Lady let out an approving hiss.

"I've scoped things out," Helena continued, yawning. "There's a bathroom across the hall. When Kuina needs to go, I can bundle her up in some towels and sneak her over there. Provided Akainu doesn't actually nuke us – wouldn't put it past him – we should have everything we need until they next make port. Then we can sneak ashore and plan our next move. I'll ask around. Someone has to know where the…Straw Hats…are…"

Her head nodded forward, and she gave a start, forcing her eyes open. She slapped at her cheeks, trying to wake herself.

Lady cocked her head, then grabbed a nearby towel and tossed it over Helena's legs.

"I can't sleep yet," Helena insisted, pushing the towel off. "They might perform another search. I have to be prepared to redirect…traffic…."

Lady nudged the towel over her legs again as she yawned. Helena looked at her, and her lips quirked in a half smile:

"Fine," she conceded, laying down beside the snake and placing an arm around Kuina. "But you wake me up at the first sign of trouble."

Lady nodded, and soon Helena drifted into an uneasy sleep.


"All personnel accounted for, sir, we do not have any extras on board," Huckleberry reported through the snail line. "If she was here, perhaps she jumped ship?"

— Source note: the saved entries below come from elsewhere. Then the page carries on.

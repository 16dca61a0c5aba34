//! Activation Use Cases
//!
//! Confirm an activation link, or send a new one.

use std::sync::Arc;

use platform::mail::MailTransport;
use platform::site::RequestSite;

use crate::application::account_token::decode_uid;
use crate::application::config::UsersConfig;
use crate::application::emails::{AccountEmail, AccountMailer};
use crate::application::forms::SendEmailResetForm;
use crate::domain::entity::user::User;
use crate::domain::repository::UserRepository;
use crate::error::{UsersError, UsersResult};

/// Activation link input
#[derive(Debug, Default)]
pub struct UidAndToken {
    pub uid: Option<String>,
    pub token: Option<String>,
}

/// Resolve a link's uid and check its token against the user
pub(crate) async fn verify_link<R, M>(
    user_repo: &R,
    mailer: &AccountMailer<M>,
    link: UidAndToken,
) -> UsersResult<User>
where
    R: UserRepository,
    M: MailTransport + Sync,
{
    let uid = link.uid.ok_or_else(|| UsersError::required("uid"))?;
    let token = link.token.ok_or_else(|| UsersError::required("token"))?;

    let user_id = decode_uid(&uid).ok_or(UsersError::InvalidUid)?;
    let user = user_repo
        .find_by_id(&user_id)
        .await?
        .ok_or(UsersError::InvalidUid)?;

    if !mailer.tokens().check_token(&user, &token) {
        return Err(UsersError::InvalidAccountToken);
    }

    Ok(user)
}

pub struct ActivateUseCase<R, M>
where
    R: UserRepository,
    M: MailTransport + Sync,
{
    user_repo: Arc<R>,
    mailer: Arc<AccountMailer<M>>,
    config: Arc<UsersConfig>,
}

impl<R, M> ActivateUseCase<R, M>
where
    R: UserRepository,
    M: MailTransport + Sync,
{
    pub fn new(user_repo: Arc<R>, mailer: Arc<AccountMailer<M>>, config: Arc<UsersConfig>) -> Self {
        Self {
            user_repo,
            mailer,
            config,
        }
    }

    pub async fn execute(&self, site: &RequestSite, link: UidAndToken) -> UsersResult<()> {
        let mut user = verify_link(self.user_repo.as_ref(), &self.mailer, link).await?;

        if user.is_active {
            return Err(UsersError::StaleToken);
        }

        user.activate();
        self.user_repo.update(&user).await?;

        tracing::info!(user_id = %user.user_id, "User activated");

        if self.config.send_confirmation_email {
            self.mailer.send(AccountEmail::Confirmation, site, &user).await?;
        }

        Ok(())
    }
}

pub struct ResendActivationUseCase<R, M>
where
    R: UserRepository,
    M: MailTransport + Sync,
{
    user_repo: Arc<R>,
    mailer: Arc<AccountMailer<M>>,
    config: Arc<UsersConfig>,
}

impl<R, M> ResendActivationUseCase<R, M>
where
    R: UserRepository,
    M: MailTransport + Sync,
{
    pub fn new(user_repo: Arc<R>, mailer: Arc<AccountMailer<M>>, config: Arc<UsersConfig>) -> Self {
        Self {
            user_repo,
            mailer,
            config,
        }
    }

    /// Succeeds whether or not the address matches an inactive account
    pub async fn execute(&self, site: &RequestSite, form: SendEmailResetForm) -> UsersResult<()> {
        if !self.config.send_activation_email {
            return Err(UsersError::FeatureDisabled("Account activation is disabled."));
        }

        let email = form.validate()?;

        match self.user_repo.find_by_email(&email).await? {
            Some(user) if !user.is_active => {
                self.mailer.send(AccountEmail::Activation, site, &user).await?;
            }
            _ => tracing::debug!("Resend activation requested for unknown or active address"),
        }

        Ok(())
    }
}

"With a toddler in tow?" Akainu growled back. "Not likely."

"Would you like us to come back in to port?" Huckleberry asked somewhat gingerly.

"No, stay where you are. I'll soon deal with the problem."

"Uh…what do you mean by that?" Huckleberry dared to enquire. "You're not going to…I mean, there are over a thousand of our people aboard…it's, I mean...you wouldn't…"

"Wouldn't what?" Akainu snarled.

Huckleberry fell into a blithering silence.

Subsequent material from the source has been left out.